1918 was a gut-wrenching year. World War II was raging in Europe, and the U.S. was deeply entrenched in battle. And many people were succumbing to the Spanish influenza pandemic.

The circus was a colorful, welcome distraction. People enjoyed the thrills and chills of the acrobats and animal trainers and the silliness of the clowns. It was a joyride for the public, but it would turn one man’s dream into a nightmare.

Benjamin E. Wallace, who grew up in Peru, Ind., had a vision to own and operate his own circus. The revenue from a successful livery stable helped him build seed money to bring his vision to fruition.

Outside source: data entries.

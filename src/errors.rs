use std::path::PathBuf;

use thiserror::Error;

/// Enumerates high-level errors returned by this library.
#[derive(Debug, Error)]
pub enum BackendError {
    /// The upstream provider could not be reached or timed out.
    #[error("Upstream provider unavailable: {source}")]
    UpstreamUnavailable { source: reqwest::Error },

    /// The upstream provider answered with a non-success status.
    #[error("Upstream provider returned status {0}")]
    UpstreamStatus(u16),

    /// The upstream body was not one of the known feed shapes.
    #[error("Malformed upstream response: {0}")]
    MalformedUpstreamBody(#[source] serde_json::Error),

    /// The upstream provider returned nothing to record.
    #[error("No songs fetched from upstream provider")]
    NoSongsFetched,

    /// Represents an SQL error.
    #[error("Database error: {source}")]
    Sqlx { source: sqlx::Error },

    /// The songs file could not be read or written.
    #[error("Could not access songs file {path:?}: {source}")]
    SongsFile {
        path: PathBuf,
        source: std::io::Error,
    },

    /// The songs file exists but does not parse.
    #[error("Malformed songs file {path:?}: {source}")]
    MalformedSongsFile {
        path: PathBuf,
        source: serde_json::Error,
    },

    /// No persistent store was configured at startup.
    #[error("No song store is configured")]
    StoreNotConfigured,

    /// Another write cycle holds the sync guard.
    #[error("A sync cycle is already in progress")]
    SyncInProgress,
}

impl BackendError {
    /// Whether this error means the store could not be used at all, as
    /// opposed to the upstream provider failing.
    pub fn is_store_failure(&self) -> bool {
        use BackendError::*;

        matches!(
            self,
            Sqlx { .. } | SongsFile { .. } | MalformedSongsFile { .. } | StoreNotConfigured
        )
    }
}

/// Enumerates errors in the process configuration.
#[derive(Debug, Error)]
pub enum ConfigError {
    #[error("must define {0} environment variable")]
    MissingVariable(&'static str),

    #[error("could not parse {name}={value:?}")]
    InvalidVariable { name: &'static str, value: String },

    #[error("could not parse {name} as URL")]
    InvalidUrl {
        name: &'static str,
        source: url::ParseError,
    },

    #[error("could not build HTTP client")]
    HttpClient { source: reqwest::Error },

    #[error("invalid database connection string")]
    Database { source: sqlx::Error },
}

He began collecting supplies and animals in the early 1880s. Good luck befell him when in 1882 the W.C. Coup show came through town. The show was bankrupt, and Wallace seized the opportunity to buy equipment and supplies from the failing business.

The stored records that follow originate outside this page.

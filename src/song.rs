use std::hash::{Hash, Hasher};

use serde::{Deserialize, Serialize};
use time::{Duration, OffsetDateTime};

use crate::normalization::{self, StationIdentity};

/// One upstream track before normalization.
#[derive(Clone, Debug, PartialEq)]
pub struct RawTrackEntry {
    /// The combined `"Title - Artist"` string.
    pub title: String,

    /// The cover art URL, if the provider sent one.
    pub cover_url: Option<String>,

    /// When the provider says the track was played, if it says so.
    pub played_at: Option<OffsetDateTime>,
}

impl RawTrackEntry {
    pub fn new(title: impl Into<String>) -> Self {
        RawTrackEntry {
            title: title.into(),
            cover_url: None,
            played_at: None,
        }
    }

    pub fn with_cover(mut self, cover_url: impl Into<String>) -> Self {
        self.cover_url = Some(cover_url.into());
        self
    }

    pub fn with_played_at(mut self, played_at: OffsetDateTime) -> Self {
        self.played_at = Some(played_at);
        self
    }
}

/// An artist and title. Two songs are equal when their canonical
/// identifiers are.
#[derive(Clone, Debug, Deserialize, Serialize)]
pub struct Song {
    pub artist: String,
    pub title: String,
}

impl Song {
    pub fn new(artist: impl Into<String>, title: impl Into<String>) -> Self {
        Song {
            artist: artist.into(),
            title: title.into(),
        }
    }

    pub fn id(&self) -> String {
        normalization::canonical_id(self)
    }
}

impl PartialEq for Song {
    fn eq(&self, other: &Self) -> bool {
        self.id() == other.id()
    }
}

impl Eq for Song {}

impl Hash for Song {
    fn hash<H: Hasher>(&self, state: &mut H) {
        self.id().hash(state);
    }
}

/// The canonical unit that is stored, merged and served.
#[derive(Clone, Debug, Deserialize, PartialEq, Serialize)]
#[serde(rename_all = "camelCase")]
pub struct SongRecord {
    /// The canonical identifier of `(artist, title)`.
    pub id: String,

    pub artist: String,

    pub title: String,

    pub cover_url: String,

    /// When the song was played. `None` means unknown, not the epoch.
    #[serde(default, with = "optional_timestamp")]
    pub played_at: Option<OffsetDateTime>,
}

impl SongRecord {
    pub fn new(
        song: Song,
        cover_url: impl Into<String>,
        played_at: Option<OffsetDateTime>,
    ) -> Self {
        SongRecord {
            id: song.id(),
            artist: song.artist,
            title: song.title,
            cover_url: cover_url.into(),
            played_at,
        }
    }

    /// Normalizes one upstream entry: split, replace filler names,
    /// pick the cover and derive the identifier.
    pub fn from_entry(entry: &RawTrackEntry, station: &StationIdentity) -> Self {
        let upstream = normalization::split_title(&entry.title);
        let cover_url = normalization::enrich_cover(entry.cover_url.as_deref(), &upstream, station);
        let song = normalization::enrich_identity(&upstream, station);

        SongRecord::new(song, cover_url, entry.played_at)
    }

    /// The text searched for markers such as "jingle".
    pub(crate) fn searchable_text(&self) -> String {
        format!("{} {}", self.artist, self.title).to_lowercase()
    }
}

/// 0001-01-01T00:00:00Z, the earliest play time we represent.
pub const EARLIEST_TIMESTAMP: i64 = -62_135_596_800;

/// 9999-12-31T23:59:59Z, the latest play time we represent.
pub const LATEST_TIMESTAMP: i64 = 253_402_300_799;

/// Converts Unix seconds, or `None` when they fall outside the
/// representable range.
pub fn timestamp_from_unix(seconds: i64) -> Option<OffsetDateTime> {
    if (EARLIEST_TIMESTAMP..=LATEST_TIMESTAMP).contains(&seconds) {
        Some(OffsetDateTime::from_unix_timestamp(seconds))
    } else {
        None
    }
}

/// `at + by`, saturating at the representable range.
pub fn shifted(at: OffsetDateTime, by: Duration) -> OffsetDateTime {
    let target = at.timestamp().saturating_add(by.whole_seconds());

    if (EARLIEST_TIMESTAMP..=LATEST_TIMESTAMP).contains(&target) {
        at + by
    } else {
        OffsetDateTime::from_unix_timestamp(target.clamp(EARLIEST_TIMESTAMP, LATEST_TIMESTAMP))
    }
}

/// (De)serializes an optional date and time as a Unix timestamp in seconds.
pub mod optional_timestamp {
    use serde::de::Error;
    use serde::{Deserialize, Deserializer, Serializer};
    use time::OffsetDateTime;

    pub fn serialize<S>(value: &Option<OffsetDateTime>, serializer: S) -> Result<S::Ok, S::Error>
    where S: Serializer {
        match value {
            Some(timestamp) => serializer.serialize_some(&timestamp.timestamp()),
            None => serializer.serialize_none(),
        }
    }

    pub fn deserialize<'de, D>(deserializer: D) -> Result<Option<OffsetDateTime>, D::Error>
    where D: Deserializer<'de> {
        let seconds: Option<i64> = Deserialize::deserialize(deserializer)?;

        seconds
            .map(|seconds| {
                super::timestamp_from_unix(seconds)
                    .ok_or_else(|| D::Error::custom(format!("timestamp {} is out of range", seconds)))
            })
            .transpose()
    }
}

#[cfg(test)]
mod tests {
    use super::*;

    #[test]
    fn songs_compare_by_identity() {
        assert_eq!(
            Song::new("Schintaler", "Wat n nach"),
            Song::new("SCHINTALER", "Wat n' nach")
        );
        assert_ne!(
            Song::new("Schintaler", "Wat n nach"),
            Song::new("Wat n nach", "Schintaler")
        );
    }

    #[test]
    fn entries_become_records() {
        let station = StationIdentity::default();
        let entry = RawTrackEntry::new("Sjoenkeldaddy's - Schintaler")
            .with_cover("https://covers.example.com/1.jpg");

        let record = SongRecord::from_entry(&entry, &station);

        assert_eq!(record.id, "schintaler-sjoenkeldaddys");
        assert_eq!(record.artist, "Schintaler");
        assert_eq!(record.title, "Sjoenkeldaddy's");
        assert_eq!(record.cover_url, "https://covers.example.com/1.jpg");
        assert_eq!(record.played_at, None);
    }

    #[test]
    fn filler_entries_are_attributed_to_the_station() {
        let station = StationIdentity::default();
        let entry = RawTrackEntry::new("Carnaval-Radio.nl Jingle")
            .with_cover("https://covers.example.com/nocover.png");

        let record = SongRecord::from_entry(&entry, &station);

        assert_eq!(record.artist, station.name);
        assert_eq!(record.title, "Carnaval-Radio.nl Jingle");
        assert_eq!(record.cover_url, station.logo_url);
    }

    #[test]
    fn played_at_round_trips_through_json() {
        let record = SongRecord::new(
            Song::new("Schintaler", "Wat n nach"),
            "https://covers.example.com/1.jpg",
            Some(OffsetDateTime::from_unix_timestamp(1_700_000_000)),
        );

        let json = serde_json::to_value(&record).unwrap();
        assert_eq!(json["playedAt"], 1_700_000_000);

        let unknown: SongRecord = serde_json::from_str(
            r#"{"id":"a-b","artist":"a","title":"b","coverUrl":"","playedAt":null}"#,
        )
        .unwrap();
        assert_eq!(unknown.played_at, None);
    }

    #[test]
    fn out_of_range_timestamps_are_rejected() {
        assert!(timestamp_from_unix(1_700_000_000_000_000_000).is_none());
        assert!(timestamp_from_unix(i64::MIN).is_none());
        assert_eq!(
            timestamp_from_unix(LATEST_TIMESTAMP).map(|t| t.timestamp()),
            Some(LATEST_TIMESTAMP)
        );

        let result: Result<SongRecord, _> = serde_json::from_str(
            r#"{"id":"a-b","artist":"a","title":"b","coverUrl":"","playedAt":1700000000000000000}"#,
        );
        assert!(result.is_err());
    }

    #[test]
    fn shifting_saturates() {
        let earliest = OffsetDateTime::from_unix_timestamp(EARLIEST_TIMESTAMP);
        let now = OffsetDateTime::from_unix_timestamp(1_700_000_000);

        assert_eq!(shifted(earliest, -Duration::hours(1)), earliest);
        assert_eq!(
            shifted(now, Duration::seconds(i64::MAX)).timestamp(),
            LATEST_TIMESTAMP
        );
        assert_eq!(shifted(now, -Duration::minutes(5)), now - Duration::minutes(5));
    }
}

Wallace’s collection was nearly lost in January 1884 to a devastating fire. Many of his exotic animals succumbed to the flames, but that didn’t faze Wallace. That spring he gave a show in Peru before taking the newly assembled Wallace and Co.’s Great World Menagerie on the road. The fire was not the first, nor would it be the last of the tragedies the outfit would suffer.

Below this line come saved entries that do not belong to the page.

use serde::Serialize;
use warp::reject;

use crate::errors::BackendError;

#[derive(Debug)]
pub struct Rejection {
    pub(crate) context: Context,
    pub(crate) error: BackendError,
}

impl Rejection {
    pub fn new(context: Context, error: BackendError) -> Self {
        Rejection { context, error }
    }

    pub fn flatten(&self) -> FlattenedRejection {
        FlattenedRejection {
            context: self.context.clone(),
            message: format!("{}", self.error),
        }
    }
}

impl reject::Reject for Rejection {}

#[derive(Debug, Serialize)]
pub struct FlattenedRejection {
    #[serde(flatten)]
    pub(crate) context: Context,
    pub(crate) message: String,
}

/// The operation that failed.
#[derive(Clone, Debug, Serialize)]
#[serde(tag = "operation", rename_all = "snake_case")]
pub enum Context {
    Sync { store: Option<&'static str> },
}

impl Context {
    pub fn sync(store: Option<&'static str>) -> Context {
        Context::Sync { store }
    }
}
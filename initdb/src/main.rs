//! Applies the song store schema to the database named by
//! `SONGSYNC_DB_CONNECTION_STRING`.

use std::env;

use movine::Movine;
use postgres::{Client, NoTls};

use log::{debug, info, initialize_logger};

fn main() {
    dotenv::dotenv().ok();

    let logger = initialize_logger();
    let connection_string = env::var("SONGSYNC_DB_CONNECTION_STRING")
        .expect("could not read SONGSYNC_DB_CONNECTION_STRING");
    let migrations = env::var("SONGSYNC_MIGRATIONS_DIR").unwrap_or_else(|_| "./migrations".to_owned());

    debug!(logger, "Connecting to database...");

    let client = Client::connect(&connection_string, NoTls).expect("could not connect to database");

    let mut movine = Movine::new(client);
    movine.set_migration_dir(&migrations);

    if movine.status().is_err() {
        debug!(logger, "Initializing movine...");
        movine.initialize().expect("failed to initialize movine")
    }

    debug!(logger, "Running migrations..."; "dir" => &migrations);
    movine.up().expect("failed to run migrations");

    info!(logger, "Schema is up to date.");
}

The first two years of touring were successful for Wallace—so successful that in 1885 his circus evolved from a traveling show on wagons to the Great Wallace Show of the railway. It grew and grew in just a few years.

The next tragedy struck in June 1982, when 26 highly trained horses perished in a train wreck. More wrecks would follow in the next century.

On Sept. 7, 1903, the Great Wallace Show pulled too quickly into the railyard in Duran, Mich., and couldn’t stop before smashing into another train. The crash killed 26 men, some of whom were railroad workers, and also claimed the lives of animals. Train wrecks were common at the time, but back then it was the worst circus train accident in U.S. history.

That would change.

Things brightened in 1907 when Wallace bought the Hagenbeck Circus from Carl Hagenbeck to form the Hagenbeck-Wallace Circus. The circus ballooned in size from the merger and became so massive that two trains were necessary to carry it across the rails. 1907 was the first year the Hagenbeck-Wallace Circus rolled into Hammond, Ind., on the 24th of August. It returned in August 1910 and again in July 1912.

Flooding would serve as the next agent of destruction. A series of rains in 1913, mixed with melting snow, inundated the Wabash River and caused it to overflow its banks. Many animals drowned in the flood, and the waters heavily damaged the circus’s equipment. Soon afterward Wallace decided to let go of his dream. On June 19 that year he sold his circus to Edward M. Ballard, of French Lick, Ind., and his associates Charles Hagaman and John Talbott. It was considered to be a million-dollar organization with a crew of 600 people.

Despite a history of misfortune, the Hagenbeck-Wallace Circus seemed poised for greatness ...

Tune in next week for part two of our feature.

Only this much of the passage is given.